The continuing violence has only intensified the polarization to the point that some media outlets have become platforms for settling scores between the opposing parties.
The same has happened on the internet, which has turned into a space where Syrian youth exchange accusations and insults, and where casual allegations of treason are common.
Some observers have even begun to mock the way Syrians debate, which often starts with political views and ends with sharp insults.
Ever since the first opposition conference was held last June at the Semiramis Hotel in Damascus, some opposition figures have refused to give any interviews to the pro-regime Addounia TV channel.
The Syrian channel has shown opposition figures turning away from Addounia’s camera, in order to gain sympathy from the audience.
As the crisis unfolded, many figures have barricaded themselves behind rigid positions towards some media outlets, depending on their political outlook.
For example, Syrian director Najdat Anzour, who is known for his support for the regime, has refused to give any statements to Al-Akhbar as a form of objection to its position, which he considers as hostile to the regime.
Journalist Ziad Ghosn, editor-in-chief of the official government newspaper Tishreen, has on many occasions refrained from speaking to some media outlets that he considers to be affiliated with the opposition.
Some political opposition figures have refused to bear witness to important events due to their objection to the inquiring media outlet, as was the case with both Yassin Haj Saleh and Fayez Sara.
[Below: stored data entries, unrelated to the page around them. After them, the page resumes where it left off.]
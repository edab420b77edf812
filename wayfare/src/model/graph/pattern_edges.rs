use super::EdgeId;

/// edge ids created for one pattern, addressed by stop or hop index.
///
/// board slots are `None` where the pattern does not allow boarding (and at
/// the last stop); alight slots likewise. dwell slots exist only at interior
/// stops.
#[derive(Clone, Debug, PartialEq, Eq, Default)]
pub struct PatternEdges {
    pub board: Vec<Option<EdgeId>>,
    pub alight: Vec<Option<EdgeId>>,
    pub hops: Vec<EdgeId>,
    pub dwells: Vec<Option<EdgeId>>,
}

impl PatternEdges {
    pub fn board(&self, stop_index: usize) -> Option<EdgeId> {
        self.board.get(stop_index).copied().flatten()
    }

    pub fn alight(&self, stop_index: usize) -> Option<EdgeId> {
        self.alight.get(stop_index).copied().flatten()
    }

    pub fn hop(&self, hop_index: usize) -> Option<EdgeId> {
        self.hops.get(hop_index).copied()
    }

    pub fn dwell(&self, stop_index: usize) -> Option<EdgeId> {
        self.dwells.get(stop_index).copied().flatten()
    }
}
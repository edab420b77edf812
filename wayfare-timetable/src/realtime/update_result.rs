use crate::{pattern::TripId, schedule::ClampedInterval};
use chrono::NaiveDate;
use std::fmt::Display;

/// a data-integrity problem that was repaired instead of rejecting the update.
#[derive(Clone, Debug, PartialEq, Eq)]
pub struct UpdateWarning {
    pub trip: TripId,
    pub service_date: NaiveDate,
    pub interval: ClampedInterval,
}

impl Display for UpdateWarning {
    fn fmt(&self, f: &mut std::fmt::Formatter<'_>) -> std::fmt::Result {
        match self.interval {
            ClampedInterval::Dwell {
                stop_index,
                seconds,
            } => write!(
                f,
                "trip {} on {}: negative dwell of {}s at stop index {} clamped to 0s",
                self.trip, self.service_date, seconds, stop_index
            ),
            ClampedInterval::Running { hop_index, seconds } => write!(
                f,
                "trip {} on {}: negative running time of {}s on hop {} clamped to 0s",
                self.trip, self.service_date, seconds, hop_index
            ),
        }
    }
}

/// result of an accepted realtime update.
#[derive(Clone, Debug, Default, PartialEq, Eq)]
pub struct UpdateSuccess {
    /// true if the trip already had a row in the timetable for that date
    pub replaced: bool,
    pub warnings: Vec<UpdateWarning>,
}

impl UpdateSuccess {
    pub fn has_warnings(&self) -> bool {
        !self.warnings.is_empty()
    }
}
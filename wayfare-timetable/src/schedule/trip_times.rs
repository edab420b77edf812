use super::{RealTimeState, StopRealTimeState};
use crate::{
    pattern::{Trip, TripId},
    TimetableError,
};
use std::sync::Arc;

/// a negative interval that was raised to zero while normalizing realtime times.
#[derive(Clone, Copy, Debug, PartialEq, Eq)]
pub enum ClampedInterval {
    /// departure before arrival at a stop
    Dwell { stop_index: usize, seconds: i32 },
    /// arrival at the next stop before departure from this one
    Running { hop_index: usize, seconds: i32 },
}

/// arrival and departure times of one trip at every stop of its pattern, in
/// seconds since the midnight of the service day.
///
/// scheduled times are shared between every copy of a trip. realtime times
/// are only materialized once the trip is patched.
#[derive(Clone, Debug)]
pub struct TripTimes {
    trip: Arc<Trip>,
    scheduled_arrivals: Arc<[i32]>,
    scheduled_departures: Arc<[i32]>,
    arrivals: Option<Box<[i32]>>,
    departures: Option<Box<[i32]>>,
    stop_states: Option<Box<[StopRealTimeState]>>,
    real_time_state: RealTimeState,
}

impl TripTimes {
    /// builds scheduled trip times.
    ///
    /// # Arguments
    ///
    /// * `trip`       - the trip these times belong to
    /// * `arrivals`   - arrival time at each stop
    /// * `departures` - departure time at each stop
    pub fn new(
        trip: Arc<Trip>,
        arrivals: Vec<i32>,
        departures: Vec<i32>,
    ) -> Result<TripTimes, TimetableError> {
        if arrivals.len() != departures.len() {
            return Err(TimetableError::ArrivalDepartureMismatch(
                trip.id.clone(),
                arrivals.len(),
                departures.len(),
            ));
        }
        if arrivals.is_empty() {
            return Err(TimetableError::MissingStopTimes(trip.id.clone()));
        }
        Ok(TripTimes {
            trip,
            scheduled_arrivals: Arc::from(arrivals),
            scheduled_departures: Arc::from(departures),
            arrivals: None,
            departures: None,
            stop_states: None,
            real_time_state: RealTimeState::Scheduled,
        })
    }

    /// convenience constructor where each stop departs as soon as the vehicle arrives.
    pub fn from_departures(trip: Arc<Trip>, times: Vec<i32>) -> Result<TripTimes, TimetableError> {
        TripTimes::new(trip, times.clone(), times)
    }

    /// builds trip times for a trip that only exists in realtime data.
    pub fn added(
        trip: Arc<Trip>,
        arrivals: Vec<i32>,
        departures: Vec<i32>,
    ) -> Result<TripTimes, TimetableError> {
        let mut tt = TripTimes::new(trip, arrivals, departures)?;
        tt.real_time_state = RealTimeState::Added;
        Ok(tt)
    }

    pub fn trip(&self) -> &Arc<Trip> {
        &self.trip
    }

    pub fn trip_id(&self) -> &TripId {
        &self.trip.id
    }

    pub fn service_code(&self) -> u32 {
        self.trip.service_code
    }

    pub fn n_stops(&self) -> usize {
        self.scheduled_arrivals.len()
    }

    pub fn real_time_state(&self) -> RealTimeState {
        self.real_time_state
    }

    pub fn is_canceled(&self) -> bool {
        self.real_time_state == RealTimeState::Canceled
    }

    pub fn is_scheduled(&self) -> bool {
        self.real_time_state == RealTimeState::Scheduled
    }

    pub fn arrival_time(&self, stop: usize) -> i32 {
        match &self.arrivals {
            Some(a) => a[stop],
            None => self.scheduled_arrivals[stop],
        }
    }

    pub fn departure_time(&self, stop: usize) -> i32 {
        match &self.departures {
            Some(d) => d[stop],
            None => self.scheduled_departures[stop],
        }
    }

    pub fn scheduled_arrival_time(&self, stop: usize) -> i32 {
        self.scheduled_arrivals[stop]
    }

    pub fn scheduled_departure_time(&self, stop: usize) -> i32 {
        self.scheduled_departures[stop]
    }

    pub fn arrival_delay(&self, stop: usize) -> i32 {
        self.arrival_time(stop) - self.scheduled_arrival_time(stop)
    }

    pub fn departure_delay(&self, stop: usize) -> i32 {
        self.departure_time(stop) - self.scheduled_departure_time(stop)
    }

    /// time in motion between departing `hop` and arriving at `hop + 1`.
    pub fn running_time(&self, hop: usize) -> i32 {
        self.arrival_time(hop + 1) - self.departure_time(hop)
    }

    /// time spent standing at `stop`.
    pub fn dwell_time(&self, stop: usize) -> i32 {
        self.departure_time(stop) - self.arrival_time(stop)
    }

    pub fn stop_real_time_state(&self, stop: usize) -> StopRealTimeState {
        self.stop_states
            .as_ref()
            .and_then(|s| s.get(stop).copied())
            .unwrap_or_default()
    }

    pub fn is_skipped(&self, stop: usize) -> bool {
        self.stop_real_time_state(stop) == StopRealTimeState::Skipped
    }

    pub fn cancel(&mut self) {
        self.real_time_state = RealTimeState::Canceled;
    }

    pub fn skip_stop(&mut self, stop: usize) {
        self.set_stop_state(stop, StopRealTimeState::Skipped);
        self.mark_updated();
    }

    pub fn update_arrival_time(&mut self, stop: usize, time: i32) {
        self.materialize()[stop] = time;
        self.set_stop_state(stop, StopRealTimeState::Updated);
        self.mark_updated();
    }

    pub fn update_departure_time(&mut self, stop: usize, time: i32) {
        self.materialize();
        if let Some(d) = self.departures.as_mut() {
            d[stop] = time;
        }
        self.set_stop_state(stop, StopRealTimeState::Updated);
        self.mark_updated();
    }

    pub fn update_arrival_delay(&mut self, stop: usize, delay: i32) {
        let time = self.scheduled_arrival_time(stop) + delay;
        self.update_arrival_time(stop, time);
    }

    pub fn update_departure_delay(&mut self, stop: usize, delay: i32) {
        let time = self.scheduled_departure_time(stop) + delay;
        self.update_departure_time(stop, time);
    }

    /// raises every negative dwell and running time to zero, walking the stops in
    /// order so a clamp at one stop is seen by the next interval.
    ///
    /// # Returns
    ///
    /// * each interval that had to be clamped, with its original (negative) length
    pub fn clamp_negative_intervals(&mut self) -> Vec<ClampedInterval> {
        let mut clamped = vec![];
        for stop in 0..self.n_stops() {
            let dwell = self.dwell_time(stop);
            if dwell < 0 {
                clamped.push(ClampedInterval::Dwell {
                    stop_index: stop,
                    seconds: dwell,
                });
                let arrival = self.arrival_time(stop);
                self.materialize();
                if let Some(d) = self.departures.as_mut() {
                    d[stop] = arrival;
                }
            }
            if stop + 1 < self.n_stops() {
                let running = self.running_time(stop);
                if running < 0 {
                    clamped.push(ClampedInterval::Running {
                        hop_index: stop,
                        seconds: running,
                    });
                    let departure = self.departure_time(stop);
                    self.materialize()[stop + 1] = departure;
                }
            }
        }
        clamped
    }

    /// confirms that times never decrease along the trip.
    ///
    /// # Returns
    ///
    /// * the first stop index where an arrival or departure is earlier than the time before it
    pub fn validate_increasing(&self) -> Result<(), usize> {
        let mut previous = i32::MIN;
        for stop in 0..self.n_stops() {
            let arrival = self.arrival_time(stop);
            let departure = self.departure_time(stop);
            if arrival < previous || departure < arrival {
                return Err(stop);
            }
            previous = departure;
        }
        Ok(())
    }

    /// copies realtime arrays from the scheduled ones on first write and
    /// returns the realtime arrivals.
    fn materialize(&mut self) -> &mut [i32] {
        if self.departures.is_none() {
            self.departures = Some(self.scheduled_departures.iter().copied().collect());
        }
        self.arrivals
            .get_or_insert_with(|| self.scheduled_arrivals.iter().copied().collect())
    }

    fn set_stop_state(&mut self, stop: usize, state: StopRealTimeState) {
        let n = self.n_stops();
        let states = self
            .stop_states
            .get_or_insert_with(|| vec![StopRealTimeState::Scheduled; n].into_boxed_slice());
        if let Some(s) = states.get_mut(stop) {
            *s = state;
        }
    }

    fn mark_updated(&mut self) {
        if self.real_time_state == RealTimeState::Scheduled {
            self.real_time_state = RealTimeState::Updated;
        }
    }
}

#[cfg(test)]
mod test {
    use super::{ClampedInterval, TripTimes};
    use crate::pattern::{RouteId, Trip};
    use crate::schedule::RealTimeState;
    use std::sync::Arc;

    fn mock_trip_times() -> TripTimes {
        let trip = Arc::new(Trip::new("t1", &RouteId::new("r1"), 0));
        TripTimes::new(trip, vec![0, 100, 200, 300], vec![0, 110, 220, 300])
            .expect("test invariant failed: could not build trip times")
    }

    #[test]
    fn test_running_and_dwell() {
        let tt = mock_trip_times();
        assert_eq!(tt.running_time(0), 100);
        assert_eq!(tt.running_time(1), 90);
        assert_eq!(tt.dwell_time(1), 10);
        assert_eq!(tt.dwell_time(2), 20);
        assert!(tt.is_scheduled());
    }

    #[test]
    fn test_delay_keeps_schedule() {
        let mut tt = mock_trip_times();
        tt.update_arrival_delay(2, 60);
        assert_eq!(tt.arrival_time(2), 260);
        assert_eq!(tt.scheduled_arrival_time(2), 200);
        assert_eq!(tt.arrival_delay(2), 60);
        assert_eq!(tt.real_time_state(), RealTimeState::Updated);
        // the unpatched departure now precedes the arrival
        assert_eq!(tt.dwell_time(2), -40);
        assert_eq!(tt.validate_increasing(), Err(2));
    }

    #[test]
    fn test_clamp_negative_dwell() {
        let mut tt = mock_trip_times();
        tt.update_arrival_time(2, 225);
        let clamped = tt.clamp_negative_intervals();
        assert_eq!(
            clamped,
            vec![ClampedInterval::Dwell {
                stop_index: 2,
                seconds: -5
            }]
        );
        assert_eq!(tt.dwell_time(2), 0);
        assert_eq!(tt.departure_time(2), 225);
        assert!(tt.validate_increasing().is_ok());
    }

    #[test]
    fn test_clamp_negative_running_cascades() {
        let mut tt = mock_trip_times();
        tt.update_departure_time(1, 250);
        let clamped = tt.clamp_negative_intervals();
        assert_eq!(
            clamped,
            vec![
                ClampedInterval::Running {
                    hop_index: 1,
                    seconds: -50
                },
                ClampedInterval::Dwell {
                    stop_index: 2,
                    seconds: -30
                }
            ]
        );
        assert_eq!(tt.arrival_time(2), 250);
        assert_eq!(tt.departure_time(2), 250);
        assert!(tt.validate_increasing().is_ok());
    }

    #[test]
    fn test_mismatched_lengths_rejected() {
        let trip = Arc::new(Trip::new("t1", &RouteId::new("r1"), 0));
        let result = TripTimes::new(trip, vec![0, 1], vec![0]);
        assert!(result.is_err());
    }
}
Opposition scenarists Yam Mashhadi and Rima Fleihan have also refused interviews with Al-Akhbar about harassment and threats by regime loyalists that they experienced on Facebook.
A Syrian media figure who works at an Arab newspaper that is banned in Syria explains that “there are several reasons behind this issue, some of which are objective and resulting from a previous bad experience with these outlets.”
“For instance, some opposition figures agreed to give interviews to media outlets that are considered loyal to the regime. However, they were surprised when their interviews were edited and their statements were used in a different context,” he said.
One media personality, who does not want to be named, feels, however, that the media should not be dealt with as though they will deliberately misrepresent a person’s speech.
Now, after some Arab satellite channels practiced a kind of veto against moderate opposition figures, those calling for democracy have issued a similar verdict against media outlets that they disagree with.
This article is an edited translation from the Arabic Edition.